**Records for this exercise**
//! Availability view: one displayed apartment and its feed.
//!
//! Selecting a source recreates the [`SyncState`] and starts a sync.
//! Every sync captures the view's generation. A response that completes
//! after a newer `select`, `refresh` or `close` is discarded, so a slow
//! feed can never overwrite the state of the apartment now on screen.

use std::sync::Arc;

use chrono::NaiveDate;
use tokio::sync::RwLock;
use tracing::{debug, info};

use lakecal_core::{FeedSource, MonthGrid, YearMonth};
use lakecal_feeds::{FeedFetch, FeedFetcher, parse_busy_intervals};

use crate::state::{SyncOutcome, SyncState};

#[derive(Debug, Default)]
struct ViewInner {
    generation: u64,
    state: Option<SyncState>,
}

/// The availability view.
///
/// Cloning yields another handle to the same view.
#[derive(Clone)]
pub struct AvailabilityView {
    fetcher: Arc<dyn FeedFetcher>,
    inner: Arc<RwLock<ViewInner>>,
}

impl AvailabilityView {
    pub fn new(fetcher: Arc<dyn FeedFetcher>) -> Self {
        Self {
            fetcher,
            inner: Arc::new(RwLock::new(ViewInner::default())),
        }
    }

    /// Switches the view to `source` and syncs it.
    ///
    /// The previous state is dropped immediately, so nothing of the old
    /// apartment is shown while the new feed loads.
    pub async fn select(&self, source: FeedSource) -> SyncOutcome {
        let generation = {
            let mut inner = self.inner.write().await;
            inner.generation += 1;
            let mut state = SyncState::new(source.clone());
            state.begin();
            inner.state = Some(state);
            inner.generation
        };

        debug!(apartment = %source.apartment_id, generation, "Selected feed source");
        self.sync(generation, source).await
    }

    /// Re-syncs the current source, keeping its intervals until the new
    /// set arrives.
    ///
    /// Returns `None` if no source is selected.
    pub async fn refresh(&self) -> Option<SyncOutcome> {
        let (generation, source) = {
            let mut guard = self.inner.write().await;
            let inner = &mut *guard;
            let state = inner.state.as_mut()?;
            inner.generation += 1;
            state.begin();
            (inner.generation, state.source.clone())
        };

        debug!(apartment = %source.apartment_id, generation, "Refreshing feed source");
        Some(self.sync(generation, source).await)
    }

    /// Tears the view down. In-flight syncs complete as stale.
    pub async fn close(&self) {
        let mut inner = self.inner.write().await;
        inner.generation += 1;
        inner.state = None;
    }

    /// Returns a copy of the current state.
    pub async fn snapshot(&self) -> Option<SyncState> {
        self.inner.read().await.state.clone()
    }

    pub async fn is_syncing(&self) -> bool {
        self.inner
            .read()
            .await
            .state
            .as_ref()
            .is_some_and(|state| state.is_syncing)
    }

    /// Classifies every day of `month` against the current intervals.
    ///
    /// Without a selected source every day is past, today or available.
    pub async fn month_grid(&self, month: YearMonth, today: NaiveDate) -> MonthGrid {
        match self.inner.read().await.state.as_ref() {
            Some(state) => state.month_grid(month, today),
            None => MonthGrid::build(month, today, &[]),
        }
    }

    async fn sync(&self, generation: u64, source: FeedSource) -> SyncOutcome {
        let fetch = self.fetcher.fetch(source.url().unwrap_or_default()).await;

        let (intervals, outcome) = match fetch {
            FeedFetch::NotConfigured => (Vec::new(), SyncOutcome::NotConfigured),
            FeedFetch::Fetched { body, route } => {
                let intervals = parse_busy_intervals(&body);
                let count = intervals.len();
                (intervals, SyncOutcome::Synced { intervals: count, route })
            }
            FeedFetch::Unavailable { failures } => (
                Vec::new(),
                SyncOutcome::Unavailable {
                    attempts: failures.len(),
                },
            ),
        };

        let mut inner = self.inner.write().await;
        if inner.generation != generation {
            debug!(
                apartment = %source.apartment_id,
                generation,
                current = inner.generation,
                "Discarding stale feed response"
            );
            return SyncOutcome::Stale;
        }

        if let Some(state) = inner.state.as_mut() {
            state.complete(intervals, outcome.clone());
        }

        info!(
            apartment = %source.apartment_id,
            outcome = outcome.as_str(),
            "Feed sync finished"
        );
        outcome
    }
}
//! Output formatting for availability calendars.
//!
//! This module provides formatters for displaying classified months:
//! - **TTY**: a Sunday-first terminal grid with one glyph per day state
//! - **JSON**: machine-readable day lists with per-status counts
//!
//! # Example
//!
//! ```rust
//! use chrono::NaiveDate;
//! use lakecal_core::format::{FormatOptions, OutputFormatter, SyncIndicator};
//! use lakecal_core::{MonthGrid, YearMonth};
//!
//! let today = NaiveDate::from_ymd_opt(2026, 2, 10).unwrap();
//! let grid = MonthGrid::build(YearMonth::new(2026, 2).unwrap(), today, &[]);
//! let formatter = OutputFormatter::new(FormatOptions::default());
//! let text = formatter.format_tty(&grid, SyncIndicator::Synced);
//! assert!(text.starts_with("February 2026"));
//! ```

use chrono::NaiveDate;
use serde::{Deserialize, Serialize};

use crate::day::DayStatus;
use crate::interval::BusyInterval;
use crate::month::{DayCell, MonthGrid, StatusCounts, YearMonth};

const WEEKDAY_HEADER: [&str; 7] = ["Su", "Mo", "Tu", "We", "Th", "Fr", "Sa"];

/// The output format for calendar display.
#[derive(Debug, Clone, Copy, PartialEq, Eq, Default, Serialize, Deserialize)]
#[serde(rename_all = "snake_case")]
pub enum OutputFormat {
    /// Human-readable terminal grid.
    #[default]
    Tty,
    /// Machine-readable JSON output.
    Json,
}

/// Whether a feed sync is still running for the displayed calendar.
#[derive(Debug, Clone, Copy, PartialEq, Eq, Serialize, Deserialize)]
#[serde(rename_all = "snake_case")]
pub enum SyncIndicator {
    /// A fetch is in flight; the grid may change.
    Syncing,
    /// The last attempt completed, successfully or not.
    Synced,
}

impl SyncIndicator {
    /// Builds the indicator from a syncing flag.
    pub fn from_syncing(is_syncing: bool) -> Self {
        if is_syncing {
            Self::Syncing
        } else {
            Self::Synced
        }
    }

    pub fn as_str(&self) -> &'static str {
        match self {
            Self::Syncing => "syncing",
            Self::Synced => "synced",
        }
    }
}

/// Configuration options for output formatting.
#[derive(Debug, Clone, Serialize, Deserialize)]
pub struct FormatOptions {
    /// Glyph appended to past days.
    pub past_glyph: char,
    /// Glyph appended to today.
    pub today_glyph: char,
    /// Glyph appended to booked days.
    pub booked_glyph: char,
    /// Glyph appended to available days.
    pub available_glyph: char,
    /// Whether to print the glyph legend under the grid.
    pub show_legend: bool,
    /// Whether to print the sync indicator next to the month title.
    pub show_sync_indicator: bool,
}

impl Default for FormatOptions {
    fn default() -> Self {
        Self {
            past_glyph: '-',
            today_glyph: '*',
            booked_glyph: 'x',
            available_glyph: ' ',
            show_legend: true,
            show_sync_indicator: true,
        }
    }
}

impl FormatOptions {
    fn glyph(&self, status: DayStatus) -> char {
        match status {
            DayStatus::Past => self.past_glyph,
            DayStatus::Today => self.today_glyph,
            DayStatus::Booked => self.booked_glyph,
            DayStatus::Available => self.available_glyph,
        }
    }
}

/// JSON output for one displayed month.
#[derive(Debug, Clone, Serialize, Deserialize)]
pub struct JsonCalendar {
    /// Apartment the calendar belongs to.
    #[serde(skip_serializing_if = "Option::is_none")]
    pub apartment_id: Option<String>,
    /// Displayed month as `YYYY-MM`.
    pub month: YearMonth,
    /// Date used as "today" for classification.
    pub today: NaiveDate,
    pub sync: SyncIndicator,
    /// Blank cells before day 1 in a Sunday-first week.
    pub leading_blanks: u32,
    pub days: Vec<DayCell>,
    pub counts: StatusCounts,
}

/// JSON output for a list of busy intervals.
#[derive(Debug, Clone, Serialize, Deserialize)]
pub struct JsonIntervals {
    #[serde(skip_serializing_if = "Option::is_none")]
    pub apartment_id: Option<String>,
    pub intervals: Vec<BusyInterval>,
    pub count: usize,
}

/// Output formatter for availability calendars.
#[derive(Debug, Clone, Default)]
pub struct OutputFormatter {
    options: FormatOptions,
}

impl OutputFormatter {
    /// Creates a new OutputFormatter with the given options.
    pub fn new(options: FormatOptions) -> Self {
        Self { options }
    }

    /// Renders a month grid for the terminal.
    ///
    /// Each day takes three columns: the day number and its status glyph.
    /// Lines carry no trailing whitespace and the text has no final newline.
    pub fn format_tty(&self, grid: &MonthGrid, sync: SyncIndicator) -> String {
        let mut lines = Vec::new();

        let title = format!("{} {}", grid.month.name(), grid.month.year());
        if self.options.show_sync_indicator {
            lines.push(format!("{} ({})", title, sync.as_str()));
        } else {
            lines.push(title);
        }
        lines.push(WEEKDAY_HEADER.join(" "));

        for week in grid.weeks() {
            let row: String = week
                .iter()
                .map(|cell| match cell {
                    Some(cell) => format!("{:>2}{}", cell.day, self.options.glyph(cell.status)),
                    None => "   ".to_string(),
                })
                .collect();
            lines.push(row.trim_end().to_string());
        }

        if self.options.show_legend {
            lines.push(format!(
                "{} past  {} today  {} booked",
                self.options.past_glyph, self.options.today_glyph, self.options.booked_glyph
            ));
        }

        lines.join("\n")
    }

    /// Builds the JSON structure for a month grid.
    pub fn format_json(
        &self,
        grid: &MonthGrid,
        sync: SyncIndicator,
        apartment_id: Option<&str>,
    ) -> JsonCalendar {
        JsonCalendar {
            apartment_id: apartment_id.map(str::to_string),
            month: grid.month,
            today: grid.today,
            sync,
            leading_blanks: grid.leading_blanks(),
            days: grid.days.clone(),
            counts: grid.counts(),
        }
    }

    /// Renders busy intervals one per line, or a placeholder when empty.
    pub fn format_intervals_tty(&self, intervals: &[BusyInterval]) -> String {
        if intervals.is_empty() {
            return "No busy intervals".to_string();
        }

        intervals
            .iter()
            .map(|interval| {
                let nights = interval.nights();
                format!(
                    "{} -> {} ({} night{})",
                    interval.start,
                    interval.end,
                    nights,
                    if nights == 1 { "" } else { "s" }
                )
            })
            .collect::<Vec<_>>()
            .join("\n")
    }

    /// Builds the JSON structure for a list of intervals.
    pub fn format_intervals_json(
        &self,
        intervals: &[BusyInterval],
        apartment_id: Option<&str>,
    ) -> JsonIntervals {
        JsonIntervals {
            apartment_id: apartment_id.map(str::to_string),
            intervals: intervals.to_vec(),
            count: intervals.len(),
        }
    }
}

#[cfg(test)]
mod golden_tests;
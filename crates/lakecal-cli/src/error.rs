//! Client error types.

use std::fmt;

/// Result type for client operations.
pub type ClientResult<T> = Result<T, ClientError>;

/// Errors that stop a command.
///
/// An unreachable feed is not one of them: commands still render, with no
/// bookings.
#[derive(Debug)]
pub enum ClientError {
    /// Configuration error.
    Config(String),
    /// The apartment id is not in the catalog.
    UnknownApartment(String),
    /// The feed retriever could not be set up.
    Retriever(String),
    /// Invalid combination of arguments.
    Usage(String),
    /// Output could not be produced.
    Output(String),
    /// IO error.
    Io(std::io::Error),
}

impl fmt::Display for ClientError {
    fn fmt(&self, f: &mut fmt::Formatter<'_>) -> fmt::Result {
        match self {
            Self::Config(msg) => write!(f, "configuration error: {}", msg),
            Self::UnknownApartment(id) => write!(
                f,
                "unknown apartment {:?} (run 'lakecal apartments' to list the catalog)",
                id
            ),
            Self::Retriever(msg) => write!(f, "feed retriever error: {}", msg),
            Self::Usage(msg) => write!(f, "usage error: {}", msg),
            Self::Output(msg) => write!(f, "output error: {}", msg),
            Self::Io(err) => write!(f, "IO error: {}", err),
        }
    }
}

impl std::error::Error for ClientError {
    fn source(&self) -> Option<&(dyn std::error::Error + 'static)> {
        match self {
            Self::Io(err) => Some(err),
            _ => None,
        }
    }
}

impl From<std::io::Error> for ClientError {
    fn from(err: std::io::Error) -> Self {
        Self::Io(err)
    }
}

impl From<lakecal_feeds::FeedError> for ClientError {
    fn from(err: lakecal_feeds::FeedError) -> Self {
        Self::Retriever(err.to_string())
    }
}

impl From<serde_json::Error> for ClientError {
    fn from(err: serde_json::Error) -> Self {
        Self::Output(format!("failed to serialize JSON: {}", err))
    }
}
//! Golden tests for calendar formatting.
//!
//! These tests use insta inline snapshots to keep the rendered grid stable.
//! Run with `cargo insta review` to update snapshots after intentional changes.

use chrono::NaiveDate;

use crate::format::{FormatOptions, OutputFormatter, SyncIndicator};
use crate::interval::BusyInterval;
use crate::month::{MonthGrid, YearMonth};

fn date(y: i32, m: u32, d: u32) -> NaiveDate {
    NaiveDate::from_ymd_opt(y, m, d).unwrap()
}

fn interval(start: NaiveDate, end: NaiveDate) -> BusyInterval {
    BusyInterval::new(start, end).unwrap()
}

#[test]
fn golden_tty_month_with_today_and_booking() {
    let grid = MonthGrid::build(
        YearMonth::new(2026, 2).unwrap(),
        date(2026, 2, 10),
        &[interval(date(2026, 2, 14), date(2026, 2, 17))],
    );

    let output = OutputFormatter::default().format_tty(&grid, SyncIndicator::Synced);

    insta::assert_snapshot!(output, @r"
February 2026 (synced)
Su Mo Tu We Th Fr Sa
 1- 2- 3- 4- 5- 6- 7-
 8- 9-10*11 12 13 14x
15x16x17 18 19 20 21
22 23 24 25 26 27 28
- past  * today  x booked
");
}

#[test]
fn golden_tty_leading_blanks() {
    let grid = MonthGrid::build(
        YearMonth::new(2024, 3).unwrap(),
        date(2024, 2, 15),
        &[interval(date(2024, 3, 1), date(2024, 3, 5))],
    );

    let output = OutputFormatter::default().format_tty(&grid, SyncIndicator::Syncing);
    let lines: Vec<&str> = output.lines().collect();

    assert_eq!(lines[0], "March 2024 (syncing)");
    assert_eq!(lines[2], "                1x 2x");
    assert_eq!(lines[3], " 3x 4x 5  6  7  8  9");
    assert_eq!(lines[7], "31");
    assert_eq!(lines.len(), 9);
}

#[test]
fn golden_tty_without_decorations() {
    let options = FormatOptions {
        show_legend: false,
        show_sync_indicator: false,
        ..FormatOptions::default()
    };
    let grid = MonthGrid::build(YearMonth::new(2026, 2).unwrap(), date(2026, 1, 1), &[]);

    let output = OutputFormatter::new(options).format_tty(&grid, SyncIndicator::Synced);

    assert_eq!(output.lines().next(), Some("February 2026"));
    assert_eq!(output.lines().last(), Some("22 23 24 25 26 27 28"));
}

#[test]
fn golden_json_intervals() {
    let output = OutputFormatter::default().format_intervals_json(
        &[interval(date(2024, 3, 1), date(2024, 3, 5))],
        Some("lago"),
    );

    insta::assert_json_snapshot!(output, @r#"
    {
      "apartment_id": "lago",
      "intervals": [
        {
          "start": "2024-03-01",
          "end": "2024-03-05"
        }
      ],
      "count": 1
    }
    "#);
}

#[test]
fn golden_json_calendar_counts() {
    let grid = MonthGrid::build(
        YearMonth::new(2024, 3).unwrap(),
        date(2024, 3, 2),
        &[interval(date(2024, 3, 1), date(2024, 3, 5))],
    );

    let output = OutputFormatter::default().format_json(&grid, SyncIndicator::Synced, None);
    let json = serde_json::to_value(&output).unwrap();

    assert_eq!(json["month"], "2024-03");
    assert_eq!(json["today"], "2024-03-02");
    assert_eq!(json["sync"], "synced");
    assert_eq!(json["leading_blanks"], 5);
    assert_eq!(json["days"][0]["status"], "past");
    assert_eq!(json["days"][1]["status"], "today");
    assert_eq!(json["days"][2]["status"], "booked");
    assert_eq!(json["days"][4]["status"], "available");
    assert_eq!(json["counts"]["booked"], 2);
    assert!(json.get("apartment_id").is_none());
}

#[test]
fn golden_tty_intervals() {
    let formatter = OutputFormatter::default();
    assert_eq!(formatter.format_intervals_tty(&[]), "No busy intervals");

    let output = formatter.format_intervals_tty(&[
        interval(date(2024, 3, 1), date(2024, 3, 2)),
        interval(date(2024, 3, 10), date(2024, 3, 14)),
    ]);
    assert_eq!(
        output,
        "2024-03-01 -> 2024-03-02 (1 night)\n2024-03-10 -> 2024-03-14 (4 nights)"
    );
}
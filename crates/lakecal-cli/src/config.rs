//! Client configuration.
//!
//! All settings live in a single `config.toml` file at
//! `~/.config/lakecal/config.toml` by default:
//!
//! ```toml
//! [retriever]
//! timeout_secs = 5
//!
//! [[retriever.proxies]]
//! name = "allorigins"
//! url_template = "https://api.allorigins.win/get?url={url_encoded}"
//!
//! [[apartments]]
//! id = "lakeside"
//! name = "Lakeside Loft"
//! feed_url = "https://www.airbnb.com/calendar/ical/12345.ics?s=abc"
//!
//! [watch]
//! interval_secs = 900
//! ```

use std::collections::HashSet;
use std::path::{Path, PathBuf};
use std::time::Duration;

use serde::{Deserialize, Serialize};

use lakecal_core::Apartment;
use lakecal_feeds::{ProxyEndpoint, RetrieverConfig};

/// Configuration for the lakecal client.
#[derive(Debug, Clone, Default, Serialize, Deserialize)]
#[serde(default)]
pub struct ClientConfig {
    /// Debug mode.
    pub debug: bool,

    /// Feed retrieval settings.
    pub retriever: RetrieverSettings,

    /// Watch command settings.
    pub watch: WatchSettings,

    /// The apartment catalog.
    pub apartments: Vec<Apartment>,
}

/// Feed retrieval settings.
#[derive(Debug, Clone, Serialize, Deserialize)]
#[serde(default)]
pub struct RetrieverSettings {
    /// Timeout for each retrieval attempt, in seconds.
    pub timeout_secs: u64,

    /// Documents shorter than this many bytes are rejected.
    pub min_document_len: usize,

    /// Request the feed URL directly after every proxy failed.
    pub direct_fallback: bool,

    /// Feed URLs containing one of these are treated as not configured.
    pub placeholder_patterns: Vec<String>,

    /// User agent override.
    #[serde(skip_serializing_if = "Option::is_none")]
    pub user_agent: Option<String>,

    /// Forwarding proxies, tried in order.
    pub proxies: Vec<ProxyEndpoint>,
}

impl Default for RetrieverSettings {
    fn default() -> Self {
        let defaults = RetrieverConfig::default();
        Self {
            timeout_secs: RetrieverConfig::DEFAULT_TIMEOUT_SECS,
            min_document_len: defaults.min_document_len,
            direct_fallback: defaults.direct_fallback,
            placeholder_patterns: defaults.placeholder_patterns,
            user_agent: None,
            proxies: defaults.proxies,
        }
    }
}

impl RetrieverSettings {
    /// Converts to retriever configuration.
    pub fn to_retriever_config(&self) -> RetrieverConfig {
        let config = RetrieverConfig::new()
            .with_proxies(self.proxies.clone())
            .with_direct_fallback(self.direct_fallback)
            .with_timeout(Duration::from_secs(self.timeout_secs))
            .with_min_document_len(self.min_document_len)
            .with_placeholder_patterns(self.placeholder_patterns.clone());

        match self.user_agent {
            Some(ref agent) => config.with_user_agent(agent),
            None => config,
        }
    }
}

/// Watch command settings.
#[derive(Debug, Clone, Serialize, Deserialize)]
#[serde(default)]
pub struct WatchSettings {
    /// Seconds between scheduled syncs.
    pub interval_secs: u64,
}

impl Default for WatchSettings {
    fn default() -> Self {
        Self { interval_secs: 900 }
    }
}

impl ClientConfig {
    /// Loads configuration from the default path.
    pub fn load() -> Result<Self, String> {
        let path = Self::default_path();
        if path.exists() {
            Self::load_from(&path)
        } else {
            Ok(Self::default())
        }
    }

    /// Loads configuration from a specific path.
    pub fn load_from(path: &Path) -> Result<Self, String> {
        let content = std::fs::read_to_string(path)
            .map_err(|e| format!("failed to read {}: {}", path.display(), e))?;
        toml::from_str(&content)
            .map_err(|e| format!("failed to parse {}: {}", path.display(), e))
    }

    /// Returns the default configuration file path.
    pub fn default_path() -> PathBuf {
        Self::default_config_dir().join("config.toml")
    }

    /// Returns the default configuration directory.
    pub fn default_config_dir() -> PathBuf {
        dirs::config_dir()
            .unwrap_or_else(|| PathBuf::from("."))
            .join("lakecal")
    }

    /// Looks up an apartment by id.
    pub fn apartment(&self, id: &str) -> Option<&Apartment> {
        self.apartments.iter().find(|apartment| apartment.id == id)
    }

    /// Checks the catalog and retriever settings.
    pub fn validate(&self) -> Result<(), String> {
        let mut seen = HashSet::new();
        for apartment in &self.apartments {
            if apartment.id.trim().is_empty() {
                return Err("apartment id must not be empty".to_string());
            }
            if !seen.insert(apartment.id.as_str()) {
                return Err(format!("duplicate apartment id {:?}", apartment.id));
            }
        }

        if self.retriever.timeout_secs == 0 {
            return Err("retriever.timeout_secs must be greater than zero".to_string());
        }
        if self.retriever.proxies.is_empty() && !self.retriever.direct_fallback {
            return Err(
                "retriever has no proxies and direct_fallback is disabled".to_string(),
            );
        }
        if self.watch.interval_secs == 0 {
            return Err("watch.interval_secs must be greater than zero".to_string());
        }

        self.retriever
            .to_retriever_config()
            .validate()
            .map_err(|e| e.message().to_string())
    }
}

**Brief**
Please transcribe only the lines in the records above running from the line that has "default configuration directory." through the line that has "pub fn apartment(&self, id: &str)", both included, exactly as they appear.

**Answer to this task**
    /// Returns the default configuration directory.
    pub fn default_config_dir() -> PathBuf {
        dirs::config_dir()
            .unwrap_or_else(|| PathBuf::from("."))
            .join("lakecal")
    }

    /// Looks up an apartment by id.
    pub fn apartment(&self, id: &str) -> Option<&Apartment> {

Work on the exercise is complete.